Repeat the entries exactly as they are written.

(Stored items)
-- Opening Marker --

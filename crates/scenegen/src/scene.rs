//! Scene descriptions and the files they reference
//!
//! A scene file is newline delimited text where the first character of each line selects a
//! directive. The packer only cares about two of them:
//!
//! ```text
//! o assets/foo.obj    <- geometry
//! m assets/foo.mtl    <- materials
//! ```
//!
//! Everything else (lights, camera, comments) is carried along verbatim in the embedded text.

use scenegen_utils::{file_stem_prefix, AnyResult, AnyhowResultExt};
use std::{
    fmt, fs,
    path::{Path, PathBuf},
};
use thiserror::Error;

/// Kind of a scene line, decided by its first non-whitespace character.
#[derive(Debug, Clone, Copy, PartialEq, Eq)]
pub enum DirectiveKind {
    Object,
    Material,
    Other,
}

impl DirectiveKind {
    /// Classifies an already trimmed, non-empty line.
    pub fn of(line: &str) -> Self {
        match line.chars().next() {
            Some('o') => Self::Object,
            Some('m') => Self::Material,
            _ => Self::Other,
        }
    }
}

impl fmt::Display for DirectiveKind {
    fn fmt(&self, f: &mut fmt::Formatter<'_>) -> fmt::Result {
        f.write_str(match self {
            DirectiveKind::Object => "o",
            DirectiveKind::Material => "m",
            DirectiveKind::Other => "?",
        })
    }
}

#[derive(Debug, Error, PartialEq, Eq)]
pub enum ReferenceError {
    #[error("scene `{scene}` doesn't reference a file with a `{kind}` directive")]
    Unresolved { scene: String, kind: DirectiveKind },
}

/// Logical name of a scene, the part of its file name before the first `.`
pub fn scene_name(file_name: &str) -> &str {
    file_stem_prefix(file_name)
}

/// Paths pulled out of a scene's `o` and `m` lines.
#[derive(Debug, Clone, Default, PartialEq, Eq)]
pub struct SceneReferences {
    pub obj: Option<String>,
    pub mtl: Option<String>,
}

impl SceneReferences {
    pub fn is_complete(&self) -> bool {
        self.obj.is_some() && self.mtl.is_some()
    }

    pub fn get(&self, kind: DirectiveKind) -> Option<&str> {
        match kind {
            DirectiveKind::Object => self.obj.as_deref(),
            DirectiveKind::Material => self.mtl.as_deref(),
            DirectiveKind::Other => None,
        }
    }

    pub fn resolve(&self, scene: &str, kind: DirectiveKind) -> Result<&str, ReferenceError> {
        self.get(kind).ok_or_else(|| ReferenceError::Unresolved {
            scene: scene.to_string(),
            kind,
        })
    }
}

/// Scans scene text for `o` and `m` directives.
///
/// The path is the second whitespace separated token of the line. When a directive shows up
/// more than once, the last one wins. Directives without a path token are ignored.
///
/// ```
/// use scenegen::scene::extract_references;
/// let refs = extract_references("# comment\nm a.mtl\no a.obj\nl 0 1 0\n");
/// assert_eq!(refs.obj.as_deref(), Some("a.obj"));
/// assert_eq!(refs.mtl.as_deref(), Some("a.mtl"));
/// ```
pub fn extract_references(text: &str) -> SceneReferences {
    let mut refs = SceneReferences::default();

    for line in text.lines().map(str::trim).filter(|line| !line.is_empty()) {
        let slot = match DirectiveKind::of(line) {
            DirectiveKind::Object => &mut refs.obj,
            DirectiveKind::Material => &mut refs.mtl,
            DirectiveKind::Other => continue,
        };

        match line.split_whitespace().nth(1) {
            Some(path) => *slot = Some(path.to_string()),
            None => log::debug!("Ignoring directive without a path: `{line}`"),
        }
    }

    refs
}

/// A scene file read into memory, before its references are followed.
#[derive(Debug, Clone)]
pub struct SceneSource {
    pub name: String,
    pub path: PathBuf,
    pub text: String,
}

impl SceneSource {
    pub fn load(path: &Path) -> AnyResult<Self> {
        let file_name = path
            .file_name()
            .otherwise_with(|| format!("{} is not a file path", path.display()))?
            .to_string_lossy();

        let text = fs::read_to_string(path)
            .otherwise_with(|| format!("couldn't read scene file {}", path.display()))?;

        Ok(Self {
            name: scene_name(&file_name).to_string(),
            path: path.to_path_buf(),
            text,
        })
    }

    /// Extracts the references, warning when one of them is missing.
    ///
    /// A missing reference isn't an error yet, it only turns fatal once something tries to
    /// load it.
    pub fn references(&self) -> SceneReferences {
        let refs = extract_references(&self.text);
        if let Some(warning) = self.incomplete_references_warning(&refs) {
            log::warn!("{warning}");
        }
        refs
    }

    /// Diagnostic for a scene lacking an `o` or `m` directive, if it does.
    pub fn incomplete_references_warning(&self, refs: &SceneReferences) -> Option<String> {
        (!refs.is_complete()).then(|| {
            format!(
                "{}: .obj or .mtl files not found in scene description",
                self.path.display()
            )
        })
    }
}

/// One record of the generated dataset.
#[derive(Debug, Clone, PartialEq, Eq)]
pub struct SceneEntry {
    pub name: String,
    pub scene_text: String,
    pub obj_text: String,
    pub mtl_text: String,
}

impl SceneEntry {
    /// Follows the scene's references, relative to `reference_root`, and reads them in.
    pub fn load(source: SceneSource, reference_root: &Path) -> AnyResult<Self> {
        let refs = source.references();
        let obj_text = read_reference(&source, &refs, DirectiveKind::Object, reference_root)?;
        let mtl_text = read_reference(&source, &refs, DirectiveKind::Material, reference_root)?;

        Ok(Self {
            name: source.name,
            scene_text: source.text,
            obj_text,
            mtl_text,
        })
    }
}

fn read_reference(
    source: &SceneSource,
    refs: &SceneReferences,
    kind: DirectiveKind,
    reference_root: &Path,
) -> AnyResult<String> {
    let path = reference_root.join(refs.resolve(&source.name, kind)?);
    fs::read_to_string(&path).otherwise_with(|| {
        format!(
            "couldn't read `{kind}` file {} referenced by {}",
            path.display(),
            source.path.display()
        )
    })
}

-- Closing Marker --

▸ REPLY:
filename crates/scenegen/src/scene.rs
//! Scene descriptions and the files they reference
//!
//! A scene file is newline delimited text where the first character of each line selects a
//! directive. The packer only cares about two of them:
//!
//! ```text
//! o assets/foo.obj    <- geometry
//! m assets/foo.mtl    <- materials
//! ```
//!
//! Everything else (lights, camera, comments) is carried along verbatim in the embedded text.

use scenegen_utils::{file_stem_prefix, AnyResult, AnyhowResultExt};
use std::{
    fmt, fs,
    path::{Path, PathBuf},
};
use thiserror::Error;

/// Kind of a scene line, decided by its first non-whitespace character.
#[derive(Debug, Clone, Copy, PartialEq, Eq)]
pub enum DirectiveKind {
    Object,
    Material,
    Other,
}

impl DirectiveKind {
    /// Classifies an already trimmed, non-empty line.
    pub fn of(line: &str) -> Self {
        match line.chars().next() {
            Some('o') => Self::Object,
            Some('m') => Self::Material,
            _ => Self::Other,
        }
    }
}

impl fmt::Display for DirectiveKind {
    fn fmt(&self, f: &mut fmt::Formatter<'_>) -> fmt::Result {
        f.write_str(match self {
            DirectiveKind::Object => "o",
            DirectiveKind::Material => "m",
            DirectiveKind::Other => "?",
        })
    }
}

#[derive(Debug, Error, PartialEq, Eq)]
pub enum ReferenceError {
    #[error("scene `{scene}` doesn't reference a file with a `{kind}` directive")]
    Unresolved { scene: String, kind: DirectiveKind },
}

/// Logical name of a scene, the part of its file name before the first `.`
pub fn scene_name(file_name: &str) -> &str {
    file_stem_prefix(file_name)
}

/// Paths pulled out of a scene's `o` and `m` lines.
#[derive(Debug, Clone, Default, PartialEq, Eq)]
pub struct SceneReferences {
    pub obj: Option<String>,
    pub mtl: Option<String>,
}

impl SceneReferences {
    pub fn is_complete(&self) -> bool {
        self.obj.is_some() && self.mtl.is_some()
    }

    pub fn get(&self, kind: DirectiveKind) -> Option<&str> {
        match kind {
            DirectiveKind::Object => self.obj.as_deref(),
            DirectiveKind::Material => self.mtl.as_deref(),
            DirectiveKind::Other => None,
        }
    }

    pub fn resolve(&self, scene: &str, kind: DirectiveKind) -> Result<&str, ReferenceError> {
        self.get(kind).ok_or_else(|| ReferenceError::Unresolved {
            scene: scene.to_string(),
            kind,
        })
    }
}

/// Scans scene text for `o` and `m` directives.
///
/// The path is the second whitespace separated token of the line. When a directive shows up
/// more than once, the last one wins. Directives without a path token are ignored.
///
/// ```
/// use scenegen::scene::extract_references;
/// let refs = extract_references("# comment\nm a.mtl\no a.obj\nl 0 1 0\n");
/// assert_eq!(refs.obj.as_deref(), Some("a.obj"));
/// assert_eq!(refs.mtl.as_deref(), Some("a.mtl"));
/// ```
pub fn extract_references(text: &str) -> SceneReferences {
    let mut refs = SceneReferences::default();

    for line in text.lines().map(str::trim).filter(|line| !line.is_empty()) {
        let slot = match DirectiveKind::of(line) {
            DirectiveKind::Object => &mut refs.obj,
            DirectiveKind::Material => &mut refs.mtl,
            DirectiveKind::Other => continue,
        };

        match line.split_whitespace().nth(1) {
            Some(path) => *slot = Some(path.to_string()),
            None => log::debug!("Ignoring directive without a path: `{line}`"),
        }
    }

    refs
}

/// A scene file read into memory, before its references are followed.
#[derive(Debug, Clone)]
pub struct SceneSource {
    pub name: String,
    pub path: PathBuf,
    pub text: String,
}

impl SceneSource {
    pub fn load(path: &Path) -> AnyResult<Self> {
        let file_name = path
            .file_name()
            .otherwise_with(|| format!("{} is not a file path", path.display()))?
            .to_string_lossy();

        let text = fs::read_to_string(path)
            .otherwise_with(|| format!("couldn't read scene file {}", path.display()))?;

        Ok(Self {
            name: scene_name(&file_name).to_string(),
            path: path.to_path_buf(),
            text,
        })
    }

    /// Extracts the references, warning when one of them is missing.
    ///
    /// A missing reference isn't an error yet, it only turns fatal once something tries to
    /// load it.
    pub fn references(&self) -> SceneReferences {
        let refs = extract_references(&self.text);
        if let Some(warning) = self.incomplete_references_warning(&refs) {
            log::warn!("{warning}");
        }
        refs
    }

    /// Diagnostic for a scene lacking an `o` or `m` directive, if it does.
    pub fn incomplete_references_warning(&self, refs: &SceneReferences) -> Option<String> {
        (!refs.is_complete()).then(|| {
            format!(
                "{}: .obj or .mtl files not found in scene description",
                self.path.display()
            )
        })
    }
}

/// One record of the generated dataset.
#[derive(Debug, Clone, PartialEq, Eq)]
pub struct SceneEntry {
    pub name: String,
    pub scene_text: String,
    pub obj_text: String,
    pub mtl_text: String,
}

impl SceneEntry {
    /// Follows the scene's references, relative to `reference_root`, and reads them in.
    pub fn load(source: SceneSource, reference_root: &Path) -> AnyResult<Self> {
        let refs = source.references();
        let obj_text = read_reference(&source, &refs, DirectiveKind::Object, reference_root)?;
        let mtl_text = read_reference(&source, &refs, DirectiveKind::Material, reference_root)?;

        Ok(Self {
            name: source.name,
            scene_text: source.text,
            obj_text,
            mtl_text,
        })
    }
}

fn read_reference(
    source: &SceneSource,
    refs: &SceneReferences,
    kind: DirectiveKind,
    reference_root: &Path,
) -> AnyResult<String> {
    let path = reference_root.join(refs.resolve(&source.name, kind)?);
    fs::read_to_string(&path).otherwise_with(|| {
        format!(
            "couldn't read `{kind}` file {} referenced by {}",
            path.display(),
            source.path.display()
        )
    })
}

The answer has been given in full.